Being at home was something that once felt so comfortable, and still does... kinda. This was the house you grew up in, completed elementary in, graduated high school in, and then left behind for college. You created so many relationships under this same roof. You had awesome friendships, relationships with your family, and boyfriends/girlfriends. But each time you go home, you start to realize how each one of these relationships you had in high school, tends to change.
You find out who's worth spending your only free day with, or even hour. Going home tends to be hectic as you try to make time for every single person left behind in your hometown. Spending time with your family is automatically the first thing you have/want to do. Let's face it, its the most important. Next, your old high school friends. This includes some people who never left and some in the same boat as you returning home from college on a holiday break.

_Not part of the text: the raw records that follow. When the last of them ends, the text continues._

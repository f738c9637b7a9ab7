//! Provides the data sources which deliver the raw rows of the watchlist.
//!
//! The refresh machinery only needs "fetch raw tabular rows from somewhere" which is expressed
//! by the [DataSource] trait. The default implementation, [HttpCsvSource], downloads a CSV
//! document via HTTP(S) - most commonly a spreadsheet which has been "published to the web".
//!
//! The CSV is expected to be UTF-8 encoded (a BOM is accepted), to use "," as separator and to
//! carry the column names in its first line:
//! ```csv
//! Phone,State,City,Zone,distinct_customers,customer_ids
//! 01112223334,Lagos,Ikeja,A,3,"[C100, C101]"
//! ```
use std::str::FromStr;
use std::sync::Arc;
use std::time::Instant;

use anyhow::Context;
use csv::{ReaderBuilder, Trim};
use futures::TryStreamExt;
use hyper::client::HttpConnector;
use hyper::{Body, Client, Uri};
use hyper_tls::HttpsConnector;
use itertools::Itertools;

use crate::config::Config;
use crate::fmt::format_size;
use crate::watchlist::error::RefreshError;
use crate::watchlist::snapshot::{RawRow, REQUIRED_COLUMNS};

/// Determines how many redirects are followed before giving up.
///
/// Published spreadsheets commonly answer with a redirect to the actual content server.
const MAX_REDIRECTS: usize = 5;

/// Limits the size of a downloaded document (64 MiB).
const MAX_DOCUMENT_SIZE: usize = 64 * 1024 * 1024;

/// Delivers the raw rows of the watchlist.
#[async_trait::async_trait]
pub trait DataSource: Send + Sync {
    /// Fetches all rows of the watchlist.
    ///
    /// Fails with [RefreshError::Network] if the source cannot be reached (or responds with an
    /// error) and with [RefreshError::Decode] if the response isn't valid tabular data.
    async fn fetch_rows(&self) -> Result<Vec<RawRow>, RefreshError>;
}

/// Downloads the watchlist as CSV from the URL configured as `watchlist.url`.
///
/// The URL and the timeout (`watchlist.timeout`) are read for each fetch, so that config
/// changes are picked up by the next refresh.
pub struct HttpCsvSource {
    config: Arc<Config>,
    client: Client<HttpsConnector<HttpConnector>>,
}

impl HttpCsvSource {
    /// Creates a new source which is controlled by the given config.
    pub fn new(config: Arc<Config>) -> Self {
        HttpCsvSource {
            config,
            client: Client::builder().build::<_, Body>(HttpsConnector::new()),
        }
    }

    async fn download(&self, url: &str) -> anyhow::Result<Vec<u8>> {
        let mut uri = Uri::from_str(url).context("Invalid source URL")?;

        for _ in 0..=MAX_REDIRECTS {
            let response = self
                .client
                .get(uri.clone())
                .await
                .with_context(|| format!("Failed to connect to {}", uri))?;

            let status = response.status();
            if status.is_redirection() {
                let location = response
                    .headers()
                    .get(hyper::header::LOCATION)
                    .and_then(|location| location.to_str().ok())
                    .with_context(|| format!("Received {} without a location from {}", status, uri))?;
                log::debug!("Following redirect from {} to {}...", uri, location);
                uri = resolve_location(&uri, location)?;
                continue;
            }

            if !status.is_success() {
                return Err(anyhow::anyhow!("{} responded with {}", uri, status));
            }

            let mut body = response.into_body();
            let mut data = Vec::new();
            while let Some(chunk) = body
                .try_next()
                .await
                .context("Failed to read the response body")?
            {
                if data.len() + chunk.len() > MAX_DOCUMENT_SIZE {
                    return Err(anyhow::anyhow!(
                        "{} delivered more than {}",
                        uri,
                        format_size(MAX_DOCUMENT_SIZE)
                    ));
                }
                data.extend_from_slice(&chunk);
            }

            return Ok(data);
        }

        Err(anyhow::anyhow!(
            "Gave up after following {} redirects for {}",
            MAX_REDIRECTS,
            url
        ))
    }
}

/// Resolves the value of a **Location** header which might be relative to the given uri.
fn resolve_location(base: &Uri, location: &str) -> anyhow::Result<Uri> {
    let target = Uri::from_str(location).context("Invalid redirect location")?;
    if target.scheme().is_some() {
        return Ok(target);
    }

    let mut parts = base.clone().into_parts();
    parts.path_and_query = target.path_and_query().cloned();
    Uri::from_parts(parts).context("Invalid redirect location")
}

#[async_trait::async_trait]
impl DataSource for HttpCsvSource {
    async fn fetch_rows(&self) -> Result<Vec<RawRow>, RefreshError> {
        let settings = self.config.current().settings().clone();
        let url = settings.source_url.ok_or_else(|| {
            RefreshError::Network(anyhow::anyhow!(
                "No source is configured. Please specify watchlist.url"
            ))
        })?;

        let watch = Instant::now();
        let data = match tokio::time::timeout(settings.timeout, self.download(&url)).await {
            Ok(Ok(data)) => data,
            Ok(Err(error)) => return Err(RefreshError::Network(error)),
            Err(_) => {
                return Err(RefreshError::Network(anyhow::anyhow!(
                    "Fetching {} timed out after {}",
                    url,
                    crate::fmt::format_duration(settings.timeout)
                )))
            }
        };

        log::debug!(
            "Downloaded {} from {} in {} ms.",
            format_size(data.len()),
            url,
            watch.elapsed().as_millis()
        );

        parse_csv(&data)
    }
}

/// Parses the given CSV data into rows.
///
/// The first line is expected to contain the column names (surrounding whitespace is ignored).
/// Rows with fewer cells than headers are accepted, the missing columns are simply absent from
/// the row, which is then rejected by the [SnapshotBuilder](crate::watchlist::snapshot::SnapshotBuilder).
///
/// # Example
/// ```
/// # use fraudwatch::watchlist::source::parse_csv;
/// let rows = parse_csv(b"Phone , State\n0111,\"Lagos, Ikeja\"\n0222,Oyo").unwrap();
/// assert_eq!(rows.len(), 2);
/// assert_eq!(rows[0]["Phone"], "0111");
/// assert_eq!(rows[0]["State"], "Lagos, Ikeja");
/// assert_eq!(rows[1]["State"], "Oyo");
/// ```
pub fn parse_csv(data: &[u8]) -> Result<Vec<RawRow>, RefreshError> {
    let (text, malformed) = encoding_rs::UTF_8.decode_with_bom_removal(data);
    if malformed {
        return Err(RefreshError::Decode(anyhow::anyhow!(
            "The data isn't valid UTF-8"
        )));
    }

    let mut reader = ReaderBuilder::new()
        .delimiter(b',')
        .has_headers(true)
        .flexible(true)
        .trim(Trim::Headers)
        .from_reader(text.as_bytes());

    let headers = reader
        .headers()
        .map_err(|error| {
            RefreshError::Decode(anyhow::anyhow!("Failed to read headers from CSV: {}", error))
        })?
        .clone();
    if headers.iter().all(|header| header.is_empty()) {
        return Err(RefreshError::Decode(anyhow::anyhow!(
            "The CSV data doesn't contain a header line"
        )));
    }

    let missing_columns = REQUIRED_COLUMNS
        .iter()
        .filter(|column| !headers.iter().any(|header| header == **column))
        .join(", ");
    if !missing_columns.is_empty() {
        log::warn!("The CSV header lacks the column(s): {}", missing_columns);
    }

    let mut rows = Vec::new();
    for record in reader.records() {
        let record = record.map_err(|error| {
            let line = error
                .position()
                .map(|position| position.line().to_string())
                .unwrap_or_else(|| "?".to_owned());
            RefreshError::Decode(anyhow::anyhow!(
                "Failed to parse CSV in line {}: {}",
                line,
                error
            ))
        })?;

        rows.push(
            headers
                .iter()
                .zip(record.iter())
                .map(|(header, value)| (header.to_owned(), value.to_owned()))
                .collect(),
        );
    }

    Ok(rows)
}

You get so stressed trying to make time for all of these people, but ask yourself one question. How many of these people text or call me regularly and check up on me? How about reaching out to you to tell you how proud you make them, or that you're killin' the college game? How many of these people do I do the same for? Is it worth spending my only free hour with them? Or stressing about what they might think if I don't sacrifice my time to see them?
I'm here to tell you to not feel bad. If anyone, including family, wants to be a part of your life, they will make the time. Anyone who loves you and cares for you will make it known. Going home shouldn't be a time of stress, but a time to relax.
Relationships back home will continue to change, and feel less like they used to, but that's OK.
Relationships with people back home are just different than the ones you have with your college friends, and that's OK. They're different because we're all in different chapters of our life. It's hard to relate to someone who never went to college and talk about things they have no idea about. It's hard to relate sometimes to their lives as their much different that ours, and that's OK.
Just because you don't get to spend time with someone from back home over break, doesn't mean you don't care. As we get older, we get busier. Adulting sucks, but having friends who understand that just because you don't reach out to them every time you're in town because your busy with family, and that you aren't "mad" at them or care/love them any less, are the ones worth keeping.
These friends are the mature ones, the ones who understand that life is one big mess, and if you called them out of the blue one day, they'd pick up. People who make you feel drained or overwhelmed when a text from them pops up on your phone, let them go. Life is too short to feel stressed over someone taking up your time.
Going home will forever be different because of these relationships. I always say, it's not the place itself, but the people. Cherish the healthy, happy relationships you have back at home, and let the ones that are anything less, go.